#### Provided material
=== Begin Enclosure ===

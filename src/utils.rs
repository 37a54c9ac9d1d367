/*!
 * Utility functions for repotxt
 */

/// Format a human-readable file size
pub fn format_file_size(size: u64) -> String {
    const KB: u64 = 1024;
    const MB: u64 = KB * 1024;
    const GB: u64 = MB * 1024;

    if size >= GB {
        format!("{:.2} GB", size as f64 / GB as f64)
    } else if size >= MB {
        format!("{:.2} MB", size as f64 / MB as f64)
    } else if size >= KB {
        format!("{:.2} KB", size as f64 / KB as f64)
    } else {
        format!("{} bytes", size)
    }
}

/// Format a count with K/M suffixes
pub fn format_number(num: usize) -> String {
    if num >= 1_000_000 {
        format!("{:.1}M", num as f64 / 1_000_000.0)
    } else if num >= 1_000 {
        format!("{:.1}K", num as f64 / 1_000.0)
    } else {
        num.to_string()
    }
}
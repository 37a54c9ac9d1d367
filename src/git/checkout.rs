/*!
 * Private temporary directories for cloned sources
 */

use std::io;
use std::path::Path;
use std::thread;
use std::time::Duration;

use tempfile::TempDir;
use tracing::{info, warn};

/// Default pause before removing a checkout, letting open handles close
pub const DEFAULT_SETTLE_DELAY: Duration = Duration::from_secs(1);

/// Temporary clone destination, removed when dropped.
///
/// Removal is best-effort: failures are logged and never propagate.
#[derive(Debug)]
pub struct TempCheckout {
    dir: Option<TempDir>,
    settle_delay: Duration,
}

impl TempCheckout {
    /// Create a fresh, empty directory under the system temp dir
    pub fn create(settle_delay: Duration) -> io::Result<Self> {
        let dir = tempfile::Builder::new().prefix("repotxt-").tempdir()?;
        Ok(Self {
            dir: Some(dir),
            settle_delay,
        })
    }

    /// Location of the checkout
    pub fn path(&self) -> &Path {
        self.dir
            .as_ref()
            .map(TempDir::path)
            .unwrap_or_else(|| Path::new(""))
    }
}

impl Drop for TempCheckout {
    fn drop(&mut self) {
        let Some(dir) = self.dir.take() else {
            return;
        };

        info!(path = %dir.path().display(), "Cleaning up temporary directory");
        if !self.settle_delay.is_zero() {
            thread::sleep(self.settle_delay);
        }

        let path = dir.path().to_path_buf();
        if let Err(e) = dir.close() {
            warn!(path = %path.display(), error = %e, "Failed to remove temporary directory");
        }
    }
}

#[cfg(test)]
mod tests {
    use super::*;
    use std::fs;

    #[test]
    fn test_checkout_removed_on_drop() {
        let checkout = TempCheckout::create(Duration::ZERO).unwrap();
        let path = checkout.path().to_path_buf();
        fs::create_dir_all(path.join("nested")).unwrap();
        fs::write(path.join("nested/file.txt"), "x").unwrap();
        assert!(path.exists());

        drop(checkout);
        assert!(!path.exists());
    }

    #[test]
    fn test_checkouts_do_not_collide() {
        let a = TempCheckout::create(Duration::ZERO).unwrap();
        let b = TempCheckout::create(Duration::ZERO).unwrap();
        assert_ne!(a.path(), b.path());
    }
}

=== End Enclosure ===
=== Begin Enclosure ===

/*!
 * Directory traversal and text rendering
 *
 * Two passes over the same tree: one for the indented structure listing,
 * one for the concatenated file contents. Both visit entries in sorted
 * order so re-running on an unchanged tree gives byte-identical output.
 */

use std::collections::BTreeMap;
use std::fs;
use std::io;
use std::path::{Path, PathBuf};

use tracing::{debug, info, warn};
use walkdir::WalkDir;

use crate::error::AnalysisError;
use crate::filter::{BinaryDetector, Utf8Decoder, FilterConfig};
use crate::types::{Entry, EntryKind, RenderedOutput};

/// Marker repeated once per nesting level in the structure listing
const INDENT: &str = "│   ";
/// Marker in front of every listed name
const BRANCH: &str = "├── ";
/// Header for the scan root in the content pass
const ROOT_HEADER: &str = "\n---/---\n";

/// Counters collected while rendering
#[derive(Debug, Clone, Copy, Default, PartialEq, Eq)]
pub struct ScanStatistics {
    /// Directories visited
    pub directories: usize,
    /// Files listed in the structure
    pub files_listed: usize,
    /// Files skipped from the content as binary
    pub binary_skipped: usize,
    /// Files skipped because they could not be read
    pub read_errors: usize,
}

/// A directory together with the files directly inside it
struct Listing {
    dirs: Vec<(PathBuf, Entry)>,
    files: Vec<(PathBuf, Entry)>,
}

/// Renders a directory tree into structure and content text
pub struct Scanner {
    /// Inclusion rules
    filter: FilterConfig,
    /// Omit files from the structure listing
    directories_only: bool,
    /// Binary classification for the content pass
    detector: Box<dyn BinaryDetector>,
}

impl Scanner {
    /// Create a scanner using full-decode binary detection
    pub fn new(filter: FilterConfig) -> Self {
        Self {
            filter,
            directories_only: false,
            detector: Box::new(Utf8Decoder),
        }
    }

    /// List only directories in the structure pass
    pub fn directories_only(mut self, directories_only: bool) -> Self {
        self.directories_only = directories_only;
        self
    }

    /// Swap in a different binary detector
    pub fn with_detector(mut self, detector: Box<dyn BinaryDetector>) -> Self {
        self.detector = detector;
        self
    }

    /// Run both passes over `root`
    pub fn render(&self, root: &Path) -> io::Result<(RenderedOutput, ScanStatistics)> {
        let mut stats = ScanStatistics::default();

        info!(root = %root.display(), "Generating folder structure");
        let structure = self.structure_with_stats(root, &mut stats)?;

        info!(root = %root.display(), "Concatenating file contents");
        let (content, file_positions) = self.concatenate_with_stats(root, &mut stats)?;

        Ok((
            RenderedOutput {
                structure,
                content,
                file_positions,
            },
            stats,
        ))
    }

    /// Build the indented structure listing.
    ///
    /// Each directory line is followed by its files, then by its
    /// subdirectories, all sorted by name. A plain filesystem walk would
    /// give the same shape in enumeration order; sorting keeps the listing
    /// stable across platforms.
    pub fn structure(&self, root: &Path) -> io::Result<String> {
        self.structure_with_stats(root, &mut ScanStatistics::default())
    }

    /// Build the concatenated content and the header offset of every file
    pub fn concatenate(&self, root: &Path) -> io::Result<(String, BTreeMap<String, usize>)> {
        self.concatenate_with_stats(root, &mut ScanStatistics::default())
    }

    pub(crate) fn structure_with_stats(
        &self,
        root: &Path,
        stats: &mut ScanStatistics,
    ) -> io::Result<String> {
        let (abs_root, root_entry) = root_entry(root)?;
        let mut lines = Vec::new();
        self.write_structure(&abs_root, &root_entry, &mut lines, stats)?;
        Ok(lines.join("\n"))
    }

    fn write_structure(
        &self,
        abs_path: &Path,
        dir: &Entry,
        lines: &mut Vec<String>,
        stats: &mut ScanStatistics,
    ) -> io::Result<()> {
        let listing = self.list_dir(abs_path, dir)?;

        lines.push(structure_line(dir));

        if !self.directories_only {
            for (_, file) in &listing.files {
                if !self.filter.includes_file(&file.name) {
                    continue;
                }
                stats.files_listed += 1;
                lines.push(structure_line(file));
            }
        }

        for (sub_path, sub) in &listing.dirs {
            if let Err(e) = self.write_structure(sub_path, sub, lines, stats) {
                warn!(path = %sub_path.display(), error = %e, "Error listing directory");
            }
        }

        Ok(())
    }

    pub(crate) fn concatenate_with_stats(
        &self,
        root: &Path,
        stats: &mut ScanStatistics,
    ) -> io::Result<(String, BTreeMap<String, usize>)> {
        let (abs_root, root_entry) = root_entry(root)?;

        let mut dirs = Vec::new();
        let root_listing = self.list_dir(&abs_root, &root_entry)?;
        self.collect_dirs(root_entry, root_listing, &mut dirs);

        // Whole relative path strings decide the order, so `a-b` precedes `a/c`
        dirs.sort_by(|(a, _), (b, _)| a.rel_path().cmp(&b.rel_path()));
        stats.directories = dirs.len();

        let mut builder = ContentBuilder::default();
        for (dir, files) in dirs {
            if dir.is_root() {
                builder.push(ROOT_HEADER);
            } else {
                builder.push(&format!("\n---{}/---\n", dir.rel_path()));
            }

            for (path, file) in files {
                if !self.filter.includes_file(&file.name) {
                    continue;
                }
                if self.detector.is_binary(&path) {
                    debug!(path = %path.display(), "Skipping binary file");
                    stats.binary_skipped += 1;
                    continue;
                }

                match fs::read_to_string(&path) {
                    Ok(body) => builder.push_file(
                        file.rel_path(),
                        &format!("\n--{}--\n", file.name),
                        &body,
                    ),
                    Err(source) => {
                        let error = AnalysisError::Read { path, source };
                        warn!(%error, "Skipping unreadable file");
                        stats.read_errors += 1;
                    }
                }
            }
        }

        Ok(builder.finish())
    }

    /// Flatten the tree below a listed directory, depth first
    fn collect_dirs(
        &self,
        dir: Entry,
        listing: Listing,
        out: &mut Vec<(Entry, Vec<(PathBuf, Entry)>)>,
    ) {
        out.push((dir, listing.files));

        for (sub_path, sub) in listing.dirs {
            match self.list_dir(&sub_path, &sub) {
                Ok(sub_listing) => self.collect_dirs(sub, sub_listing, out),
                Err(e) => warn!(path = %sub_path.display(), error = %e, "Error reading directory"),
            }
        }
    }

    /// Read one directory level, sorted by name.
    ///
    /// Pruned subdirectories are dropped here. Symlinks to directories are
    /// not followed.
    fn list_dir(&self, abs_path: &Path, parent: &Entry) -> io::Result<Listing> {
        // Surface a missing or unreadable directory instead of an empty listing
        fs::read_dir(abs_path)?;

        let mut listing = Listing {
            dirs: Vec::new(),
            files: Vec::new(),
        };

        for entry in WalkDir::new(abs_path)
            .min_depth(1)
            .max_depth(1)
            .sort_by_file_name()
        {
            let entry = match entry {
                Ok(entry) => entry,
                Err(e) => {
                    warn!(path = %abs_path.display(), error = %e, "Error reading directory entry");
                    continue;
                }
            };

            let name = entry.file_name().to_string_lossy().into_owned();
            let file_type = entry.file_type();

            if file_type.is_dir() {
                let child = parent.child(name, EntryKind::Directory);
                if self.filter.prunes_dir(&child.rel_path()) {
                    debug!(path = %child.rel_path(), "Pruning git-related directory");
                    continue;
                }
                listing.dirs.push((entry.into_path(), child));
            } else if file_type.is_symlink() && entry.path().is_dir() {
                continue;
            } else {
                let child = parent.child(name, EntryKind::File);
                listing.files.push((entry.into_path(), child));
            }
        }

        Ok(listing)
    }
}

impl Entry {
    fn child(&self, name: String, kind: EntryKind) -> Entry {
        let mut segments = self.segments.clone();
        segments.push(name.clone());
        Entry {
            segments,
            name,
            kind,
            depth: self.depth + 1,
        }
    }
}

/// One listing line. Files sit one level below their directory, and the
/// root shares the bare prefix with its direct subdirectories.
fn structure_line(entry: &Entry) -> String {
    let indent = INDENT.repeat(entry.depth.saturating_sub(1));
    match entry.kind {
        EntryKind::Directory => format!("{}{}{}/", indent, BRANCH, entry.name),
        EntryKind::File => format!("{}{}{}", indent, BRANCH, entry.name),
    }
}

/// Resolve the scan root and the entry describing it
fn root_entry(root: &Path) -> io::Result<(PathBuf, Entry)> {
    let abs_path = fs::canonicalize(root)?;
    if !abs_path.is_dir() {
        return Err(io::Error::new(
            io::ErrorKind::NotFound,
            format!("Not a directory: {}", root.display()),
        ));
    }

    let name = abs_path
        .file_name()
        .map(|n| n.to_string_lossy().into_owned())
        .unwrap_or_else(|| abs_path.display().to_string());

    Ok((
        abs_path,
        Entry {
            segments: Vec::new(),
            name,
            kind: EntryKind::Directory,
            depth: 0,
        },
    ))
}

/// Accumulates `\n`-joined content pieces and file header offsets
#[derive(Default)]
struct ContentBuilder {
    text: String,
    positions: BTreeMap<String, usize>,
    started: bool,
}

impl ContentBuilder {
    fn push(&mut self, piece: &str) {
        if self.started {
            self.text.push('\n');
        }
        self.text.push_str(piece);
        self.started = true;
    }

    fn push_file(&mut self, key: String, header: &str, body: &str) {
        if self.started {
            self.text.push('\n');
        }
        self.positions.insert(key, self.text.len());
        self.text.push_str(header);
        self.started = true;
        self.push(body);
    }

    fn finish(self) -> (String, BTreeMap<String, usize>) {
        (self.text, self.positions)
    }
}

=== End Enclosure ===

#### Instructions for the task
Please return the lines above that run from the line containing "Ok(listing)" to the line containing "self.positions.insert(key, self.text.len());", inclusive, exactly and with no other lines.

#### Output
        Ok(listing)
    }
}

impl Entry {
    fn child(&self, name: String, kind: EntryKind) -> Entry {
        let mut segments = self.segments.clone();
        segments.push(name.clone());
        Entry {
            segments,
            name,
            kind,
            depth: self.depth + 1,
        }
    }
}

/// One listing line. Files sit one level below their directory, and the
/// root shares the bare prefix with its direct subdirectories.
fn structure_line(entry: &Entry) -> String {
    let indent = INDENT.repeat(entry.depth.saturating_sub(1));
    match entry.kind {
        EntryKind::Directory => format!("{}{}{}/", indent, BRANCH, entry.name),
        EntryKind::File => format!("{}{}{}", indent, BRANCH, entry.name),
    }
}

/// Resolve the scan root and the entry describing it
fn root_entry(root: &Path) -> io::Result<(PathBuf, Entry)> {
    let abs_path = fs::canonicalize(root)?;
    if !abs_path.is_dir() {
        return Err(io::Error::new(
            io::ErrorKind::NotFound,
            format!("Not a directory: {}", root.display()),
        ));
    }

    let name = abs_path
        .file_name()
        .map(|n| n.to_string_lossy().into_owned())
        .unwrap_or_else(|| abs_path.display().to_string());

    Ok((
        abs_path,
        Entry {
            segments: Vec::new(),
            name,
            kind: EntryKind::Directory,
            depth: 0,
        },
    ))
}

/// Accumulates `\n`-joined content pieces and file header offsets
#[derive(Default)]
struct ContentBuilder {
    text: String,
    positions: BTreeMap<String, usize>,
    started: bool,
}

impl ContentBuilder {
    fn push(&mut self, piece: &str) {
        if self.started {
            self.text.push('\n');
        }
        self.text.push_str(piece);
        self.started = true;
    }

    fn push_file(&mut self, key: String, header: &str, body: &str) {
        if self.started {
            self.text.push('\n');
        }
        self.positions.insert(key, self.text.len());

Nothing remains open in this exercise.